Photo Credit: Tonpor Kasa
The following is a summary of “Mitral Regurgitation in Patients With Chronic Kidney Disease: Results From the Chronic Renal Insufficiency Cohort Study,” published in the November 2023 issue of Cardiology by JIN et al.
Despite the increased prevalence of mitral regurgitation (MR) in chronic kidney disease (CKD), its long-term impact on mortality and heart failure (HF) remains unclear.
Researchers started a retrospective study to investigate the prevalence of mitral regurgitation in chronic kidney disease and its long-term association with mortality, heart failure, and atrial fibrillation (AF).
They examined patients with CKD who underwent echocardiography exams (2008-2013) as part of the Chronic Renal Insufficiency Cohort (CRIC) study. Independent t-tests & Chi-square tests reveal clinical & echo differences in MR patients. The MR degree was quantified using the effective regurgitant orifice area (EROA) from the apical-four chamber view, further classified as trace, mild, and moderate/severe. Utilized KM curves and Cox models to examine the relationship between MR degree, EROA, mortality, HF, and AF incidence.

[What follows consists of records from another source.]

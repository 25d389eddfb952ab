//! Graphics backends behind a GL-shaped command surface.
//!
//! The orchestrator speaks in terms of stages, programs, texture units and a
//! single indexed draw per frame. Backends translate that vocabulary:
//! - `context` owns wgpu instance/device/surface wiring and knows how to
//!   reconfigure the swapchain when the drawable size changes.
//! - `pipeline` turns a linked program plus a mesh vertex layout into a cached
//!   wgpu render pipeline with the uniform and texture bind group layouts.
//! - `uniforms` keeps the CPU staging copy of the std140 uniform block.
//! - `textures` owns GPU texture objects and their current contents.
//! - `wgpu_backend` glues the above into [`WgpuBackend`].
//! - `headless` records commands without a GPU for tests and `orrery check`.
//! - `mipmaps` builds mip chains on the CPU, on the texture decode threads.

mod context;
pub mod headless;
pub mod mipmaps;
mod pipeline;
mod textures;
mod uniforms;
mod wgpu_backend;

pub use headless::HeadlessBackend;
pub use wgpu_backend::WgpuBackend;

use crate::error::FrameError;
use crate::types::StageKind;
use mipmaps::MipLevel;

/// Opaque id of a shader stage object.
#[derive(Debug, Clone, Copy, PartialEq, Eq, Hash, PartialOrd, Ord)]
pub struct ShaderId(pub(crate) u32);

/// Opaque id of a program object.
#[derive(Debug, Clone, Copy, PartialEq, Eq, Hash, PartialOrd, Ord)]
pub struct ProgramId(pub(crate) u32);

/// Opaque id of a texture object.
#[derive(Debug, Clone, Copy, PartialEq, Eq, Hash, PartialOrd, Ord)]
pub struct TextureId(pub(crate) u32);

/// Opaque id of an uploaded mesh (vertex array plus its buffers).
#[derive(Debug, Clone, Copy, PartialEq, Eq, Hash, PartialOrd, Ord)]
pub struct MeshId(pub(crate) u32);

/// Where a uniform lives inside a linked program.
#[derive(Debug, Clone, Copy, PartialEq, Eq, Hash)]
pub enum UniformLocation {
    /// Byte offset inside the std140 uniform block.
    Block { offset: u32 },
    /// Texture slot a sampler uniform reads from.
    Sampler { slot: u32 },
}

/// Value written through a [`UniformLocation`].
#[derive(Debug, Clone, Copy, PartialEq)]
pub enum UniformValue {
    Float(f32),
    Int(i32),
    Vec2([f32; 2]),
}

/// One vertex attribute inside an interleaved vertex buffer.
#[derive(Debug, Clone, Copy, PartialEq, Eq)]
pub struct VertexAttribute {
    /// Shader input location the attribute feeds.
    pub location: u32,
    /// Number of `f32` components.
    pub components: u32,
    /// Byte offset from the start of a vertex.
    pub offset: u32,
}

/// Layout of an interleaved `f32` vertex buffer.
#[derive(Debug, Clone, PartialEq, Eq)]
pub struct VertexLayout {
    pub stride: u32,
    pub attributes: Vec<VertexAttribute>,
}

/// GL-style command surface the orchestrator drives.
///
/// Object creation happens once during start-up; the per-frame methods are
/// called in the fixed order documented on [`crate::scene::Renderer`]. Frame
/// commands never fail individually: a backend that cannot honour one logs
/// it and carries on so the rest of the frame still executes.
pub trait GraphicsBackend {
    /// Allocates an empty stage object.
    fn create_shader(&mut self, kind: StageKind) -> ShaderId;
    /// Compiles `source` into the stage; `Err` carries the diagnostic log.
    fn compile_shader(&mut self, shader: ShaderId, source: &str) -> Result<(), String>;
    fn delete_shader(&mut self, shader: ShaderId);

    /// Allocates an empty program object.
    fn create_program(&mut self) -> ProgramId;
    /// Links two compiled stages; `Err` carries the diagnostic log.
    fn link_program(
        &mut self,
        program: ProgramId,
        vertex: ShaderId,
        fragment: ShaderId,
    ) -> Result<(), String>;
    fn delete_program(&mut self, program: ProgramId);
    /// Location of an active vertex input of a linked program.
    fn attribute_location(&self, program: ProgramId, name: &str) -> Option<u32>;
    /// Location of an active uniform of a linked program.
    fn uniform_location(&self, program: ProgramId, name: &str) -> Option<UniformLocation>;

    /// Allocates a texture object with no contents.
    fn create_texture(&mut self) -> TextureId;
    /// Replaces the texture's contents with one level of tightly packed RGBA8.
    fn upload_texture(&mut self, texture: TextureId, width: u32, height: u32, rgba: &[u8]);
    /// Replaces the texture's contents with a prebuilt mip chain, base first.
    fn upload_mip_chain(&mut self, texture: TextureId, levels: &[MipLevel]);

    /// Uploads immutable vertex and index data.
    fn create_mesh(&mut self, vertices: &[u8], indices: &[u16], layout: &VertexLayout) -> MeshId;

    /// Current size of the drawable surface, read fresh on every call.
    fn drawable_size(&self) -> (u32, u32);
    fn set_viewport(&mut self, width: u32, height: u32);
    fn begin_frame(&mut self) -> Result<(), FrameError>;
    fn clear(&mut self, color: [f32; 4]);
    /// Binds a mesh for drawing; `None` unbinds.
    fn bind_mesh(&mut self, mesh: Option<MeshId>);
    fn use_program(&mut self, program: ProgramId);
    /// Writes a uniform of the program in use.
    fn set_uniform(&mut self, location: UniformLocation, value: UniformValue);
    fn bind_texture(&mut self, unit: u32, texture: TextureId);
    /// Draws `index_count` indices of the bound mesh as triangles.
    fn draw_indexed(&mut self, index_count: u32);
    fn end_frame(&mut self) -> Result<(), FrameError>;
}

The results showed 2,951 patients with CKD, 73.4% (2,167 patients) had MR with an EROA of 0.14±0.19 cm2. The trace, mild, and moderate/severe MR degrees constituted 54.3%, 12.5%, and 6.6%, respectively. Patients with MR were more likely to be female (47.39% vs. 42.73%), of non-White race (51.8% vs. 46.8%), and exhibited worse B-type Natriuretic Peptide (NTproBNP; 524.86 vs. 271.66 pg/ml) and left ventricular ejection fraction (53.7% vs. 55.8%) compared to those without MR. Stratifying by estimated glomerular filtration rate (eGFR; 60-45, 45-30, <30 ml/min/1.73 m2), the lowest eGFR category (n=703) had the highest prevalence of moderate/severe MR (9.2%, P<0.05). KM curves demonstrated that patients with CKD and moderate/severe MR had a higher incidence of HF and AF than those with CKD and absent, trace, or mild MR (P<0.01). EROA was associated with the incidence of AF (hazard ratio [HR] = 1.08, P<0.01) and HF (HR=1.06, P<0.01), independent of age, sex, race, traditional cardiovascular risk factors, urine albumin-to-creatinine ratio, eGFR, and NTproBNP, but not mortality.
They concluded that CKD patients with MR had higher heart failure and atrial fibrillation, suggesting targeted interventions for MR are crucial.